ASSIGNMENT
Only lines with the word "UtcTime" are needed; collect each of them from the listing below.

□ □ □

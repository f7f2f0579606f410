use std::env;
use std::fs;
use std::sync::Arc;
use std::time::Duration;

use anyhow::{Result, anyhow};
use solana_client::nonblocking::rpc_client::RpcClient;
use solana_commitment_config::CommitmentConfig;
use solana_sdk::signature::{Keypair, Signer};
use time::macros::format_description;
use tracing::info;
use tracing_subscriber::fmt::time::UtcTime;
use tracing_subscriber::{EnvFilter, fmt};

use swap_settler::api::{JupiterApiClient, PriceApiClient, build_http_client};
use swap_settler::chain::{AtaProvisioner, RpcChainClient};
use swap_settler::coins::CoinRegistry;
use swap_settler::config::wallet::load_signer;
use swap_settler::config::{GlobalConfig, LoggingConfig, SettlerConfig};
use swap_settler::settlement::{
    Collaborators, FeeEstimator, SettlementService, SettlementSettings, TradeStore,
};
use swap_settler::store::MemoryTradeStore;

use crate::cli::args::InitCmd;

const CONFIG_TEMPLATE: &str = include_str!(concat!(
    env!("CARGO_MANIFEST_DIR"),
    "/config/swap-settler.example.toml"
));

/// 初始化 tracing，兼顾 JSON 与文本输出模式。
pub fn init_tracing(config: &LoggingConfig) -> Result<()> {
    let mut filter = EnvFilter::try_new(&config.level).unwrap_or_else(|_| EnvFilter::new("info"));

    const QUIET_TARGETS: &[(&str, &str)] = &[
        ("hyper", "warn"),
        ("hyper_util::client::legacy", "warn"),
        ("reqwest", "info"),
    ];
    for (module, level) in QUIET_TARGETS {
        if !config.level.contains(module) {
            if let Ok(directive) = format!("{module}={level}").parse() {
                filter = filter.add_directive(directive);
            }
        }
    }

    let time_format =
        format_description!("[year]-[month]-[day] [hour]:[minute]:[second].[subsecond digits:3]");
    let base = fmt()
        .with_timer(UtcTime::new(time_format))
        .with_writer(std::io::stderr)
        .with_file(false)
        .with_line_number(false)
        .with_target(true)
        .with_level(true);

    if config.json {
        base.json()
            .with_current_span(false)
            .with_span_list(false)
            .with_env_filter(filter)
            .try_init()
            .map_err(|err| anyhow!(err.to_string()))?;
    } else {
        base.with_env_filter(filter)
            .event_format(fmt::format().compact())
            .try_init()
            .map_err(|err| anyhow!(err.to_string()))?;
    }
    Ok(())
}

pub fn resolve_rpc_client(global: &GlobalConfig) -> Arc<RpcClient> {
    let url = env::var("SWAP_SETTLER_RPC_URL")
        .ok()
        .map(|value| value.trim().to_string())
        .filter(|value| !value.is_empty())
        .unwrap_or_else(|| global.rpc_url.trim().to_string());
    Arc::new(RpcClient::new_with_commitment(
        url,
        CommitmentConfig::confirmed(),
    ))
}

async fn open_store(config: &SettlerConfig) -> Result<Arc<dyn TradeStore>> {
    let path = config
        .store
        .snapshot_path
        .as_deref()
        .map(str::trim)
        .filter(|path| !path.is_empty());
    let store = match path {
        Some(path) => MemoryTradeStore::open(path).await?,
        None => MemoryTradeStore::new(),
    };
    Ok(Arc::new(store))
}

/// 按配置组装全部协作方；平台费 owner 缺省时使用签名钱包地址。
pub async fn build_service(config: &SettlerConfig) -> Result<SettlementService> {
    let signer: Option<Arc<Keypair>> = load_signer(&config.wallet)?.map(Arc::new);
    let fee_owner = match config.platform_fee.fee_owner_pubkey()? {
        Some(owner) => owner,
        None => signer.as_ref().map(|signer| signer.pubkey()).ok_or_else(|| {
            anyhow!("需要配置 platform_fee.fee_owner 或 wallet.private_key 以确定平台费收款 owner")
        })?,
    };

    let rpc = resolve_rpc_client(&config.global);
    let chain = Arc::new(RpcChainClient::new(rpc.clone()));
    let http = build_http_client(Duration::from_millis(config.jupiter.timeout_ms))?;
    let fee_estimator: Arc<dyn FeeEstimator> = chain.clone();

    let collaborators = Collaborators {
        chain,
        fee_estimator: Some(fee_estimator),
        aggregator: Arc::new(JupiterApiClient::new(http.clone(), &config.jupiter)),
        coins: Arc::new(CoinRegistry::from_config(&config.coins)),
        prices: Arc::new(PriceApiClient::new(http, &config.jupiter)),
        store: open_store(config).await?,
        provisioner: Arc::new(AtaProvisioner::new(rpc)),
    };

    let mut settings = SettlementSettings::new(config.platform_fee.fee_bps, fee_owner);
    settings.fallback_destination = config.platform_fee.fallback_destination_pubkey()?;
    settings.finality_threshold = config.reconcile.finality_threshold;

    info!(
        target: "cli",
        rpc = %config.global.rpc_url,
        fee_bps = settings.platform_fee_bps,
        %fee_owner,
        signer = signer.is_some(),
        "结算服务已初始化"
    );
    Ok(SettlementService::new(collaborators, settings, signer))
}

pub fn init_configs(args: InitCmd) -> Result<()> {
    let output_dir = match args.output {
        Some(dir) => dir,
        None => env::current_dir()?,
    };

    fs::create_dir_all(&output_dir)?;

    let target_path = output_dir.join("swap-settler.toml");
    if target_path.exists() && !args.force {
        println!(
            "跳过 {}（文件已存在，如需覆盖请加 --force）",
            target_path.display()
        );
        return Ok(());
    }

    fs::write(&target_path, CONFIG_TEMPLATE)?;
    println!("已写入 {}", target_path.display());
    Ok(())
}
//! Integration tests for construction, access, views and transposition.

use strided_matrix::{Matrix, MatrixError};

fn two_by_three() -> Matrix {
    Matrix::from_vec(2, 3, vec![1.0, 2.0, 3.0, 4.0, 5.0, 6.0]).unwrap()
}

// ---------------------------------------------------------------------------
// Construction
// ---------------------------------------------------------------------------

#[test]
fn filled_sets_every_cell() {
    for &(rows, columns) in &[(0, 0), (1, 1), (3, 2), (4, 7)] {
        let m = Matrix::filled(rows, columns, 2.5).unwrap();
        assert_eq!(m.dims(), (rows, columns));
        for r in 0..rows {
            for c in 0..columns {
                assert_eq!(m.get(r, c).unwrap(), 2.5);
            }
        }
    }
}

#[test]
fn new_is_zeroed() {
    let m = Matrix::new(2, 2).unwrap();
    assert_eq!(m.to_vec(), vec![0.0; 4]);
}

#[test]
fn from_vec_length_mismatch_errors() {
    let err = Matrix::from_vec(2, 3, vec![1.0; 5]).unwrap_err();
    assert_eq!(
        err,
        MatrixError::ShapeMismatch {
            operation: "from_vec",
            expected: vec![6],
            actual: vec![5],
        }
    );
}

#[test]
fn from_rows_builds_row_major() {
    let m = Matrix::from_rows(&[vec![1.0, 2.0], vec![3.0, 4.0]]).unwrap();
    assert_eq!(m.to_vec(), vec![1.0, 2.0, 3.0, 4.0]);
}

#[test]
fn from_rows_ragged_errors() {
    let result = Matrix::from_rows(&[vec![1.0, 2.0], vec![3.0]]);
    assert!(matches!(result, Err(MatrixError::ShapeMismatch { .. })));
}

// ---------------------------------------------------------------------------
// Element access
// ---------------------------------------------------------------------------

#[test]
fn get_and_set_round_trip() {
    let mut m = two_by_three();
    assert_eq!(m.get(1, 2).unwrap(), 6.0);
    m.set(1, 2, 60.0).unwrap();
    assert_eq!(m.get(1, 2).unwrap(), 60.0);
    assert_eq!(m[(1, 2)], 60.0);
    m[(0, 0)] = -1.0;
    assert_eq!(m.get(0, 0).unwrap(), -1.0);
}

#[test]
fn out_of_range_access_errors() {
    let mut m = two_by_three();
    for &(r, c) in &[(2, 0), (0, 3), (5, 5)] {
        assert!(matches!(
            m.get(r, c),
            Err(MatrixError::IndexOutOfRange { .. })
        ));
        assert!(matches!(
            m.set(r, c, 0.0),
            Err(MatrixError::IndexOutOfRange { .. })
        ));
    }
    // Column 3 of row 0 would alias row 1 in the buffer; it must still fail.
    assert!(m.get(0, 3).is_err());
}

#[test]
fn empty_matrix_rejects_all_access() {
    let mut m = Matrix::new(0, 0).unwrap();
    assert!(m.get(0, 0).is_err());
    assert!(m.set(0, 0, 1.0).is_err());
    assert!(m.view_row(0).is_err());
    assert!(m.view_column(0).is_err());
}

#[test]
fn unchecked_access_matches_checked() {
    let mut m = two_by_three();
    unsafe {
        assert_eq!(m.get_unchecked(1, 1), 5.0);
        m.set_unchecked(1, 1, 50.0);
    }
    assert_eq!(m.get(1, 1).unwrap(), 50.0);
}

#[test]
#[should_panic(expected = "out of range")]
fn index_operator_panics_out_of_range() {
    let m = two_by_three();
    let _ = m[(0, 3)];
}

// ---------------------------------------------------------------------------
// Views and copies
// ---------------------------------------------------------------------------

#[test]
fn view_row_and_column() {
    let m = two_by_three();
    assert_eq!(m.view_row(1).unwrap(), vec![4.0, 5.0, 6.0]);
    assert_eq!(m.view_column(2).unwrap(), vec![3.0, 6.0]);
    assert_eq!(m.row(0), vec![1.0, 2.0, 3.0]);
}

#[test]
fn views_are_detached() {
    let m = two_by_three();
    let mut row = m.view_row(0).unwrap();
    row[0] = 100.0;
    assert_eq!(m.get(0, 0).unwrap(), 1.0);
}

#[test]
fn copy_is_independent() {
    let m = two_by_three();
    let mut copy = m.copy();
    assert_eq!(copy, m);
    copy.set(0, 0, 42.0).unwrap();
    assert_eq!(m.get(0, 0).unwrap(), 1.0);
}

#[test]
fn copy_keeps_strides() {
    let mut m = two_by_three();
    m.transpose_in_place();
    let copy = m.copy();
    assert_eq!(copy.strides(), m.strides());
    assert_eq!(copy.get(2, 1).unwrap(), 6.0);
}

// ---------------------------------------------------------------------------
// Transpose
// ---------------------------------------------------------------------------

#[test]
fn transpose_swaps_coordinates() {
    let m = two_by_three();
    let t = m.transpose();
    assert_eq!(t.rows(), m.columns());
    assert_eq!(t.columns(), m.rows());
    for r in 0..m.rows() {
        for c in 0..m.columns() {
            assert_eq!(t.get(c, r).unwrap(), m.get(r, c).unwrap());
        }
    }
    // The original is untouched.
    assert_eq!(m.dims(), (2, 3));
}

#[test]
fn transposed_views_walk_strides() {
    let t = two_by_three().transpose();
    assert_eq!(t.view_row(0).unwrap(), vec![1.0, 4.0]);
    assert_eq!(t.view_column(1).unwrap(), vec![4.0, 5.0, 6.0]);
    assert_eq!(
        t.to_array(),
        vec![vec![1.0, 4.0], vec![2.0, 5.0], vec![3.0, 6.0]]
    );
    // The raw buffer is not reordered.
    assert_eq!(t.to_vec(), vec![1.0, 2.0, 3.0, 4.0, 5.0, 6.0]);
}

#[test]
fn double_transpose_is_identity() {
    let m = two_by_three();
    assert_eq!(m.transpose().transpose(), m);
}

#[test]
fn logical_equality_ignores_layout() {
    let t = two_by_three().transpose();
    let explicit = Matrix::from_rows(&[vec![1.0, 4.0], vec![2.0, 5.0], vec![3.0, 6.0]]).unwrap();
    assert_eq!(t, explicit);
    assert_ne!(t.strides(), explicit.strides());
}

// ---------------------------------------------------------------------------
// Fill, aggregates and text
// ---------------------------------------------------------------------------

#[test]
fn sum_of_ones() {
    let m = Matrix::filled(3, 3, 1.0).unwrap();
    assert_eq!(m.sum(), 9.0);
}

#[test]
fn assign_indexed_passes_flat_index() {
    let mut m = Matrix::new(2, 2).unwrap();
    m.assign_indexed(|v, i| v + i as f64);
    assert_eq!(m.to_vec(), vec![0.0, 1.0, 2.0, 3.0]);
}

#[test]
fn assign_chains() {
    let mut m = Matrix::new(2, 2).unwrap();
    let total = m.assign(3.0).assign_with(|v| v * 2.0).sum();
    assert_eq!(total, 24.0);
}

#[test]
fn shape_and_display() {
    let m = two_by_three();
    assert_eq!(m.shape(), "2 x 3 matrix");
    assert_eq!(m.to_string(), "1 2 3\n4 5 6");
    assert_eq!(m.transpose().to_string(), "1 4\n2 5\n3 6");
    assert_eq!(Matrix::new(0, 0).unwrap().to_string(), "");
}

□ □ □

COMPLETED TASK
use tracing_subscriber::fmt::time::UtcTime;
        .with_timer(UtcTime::new(time_format))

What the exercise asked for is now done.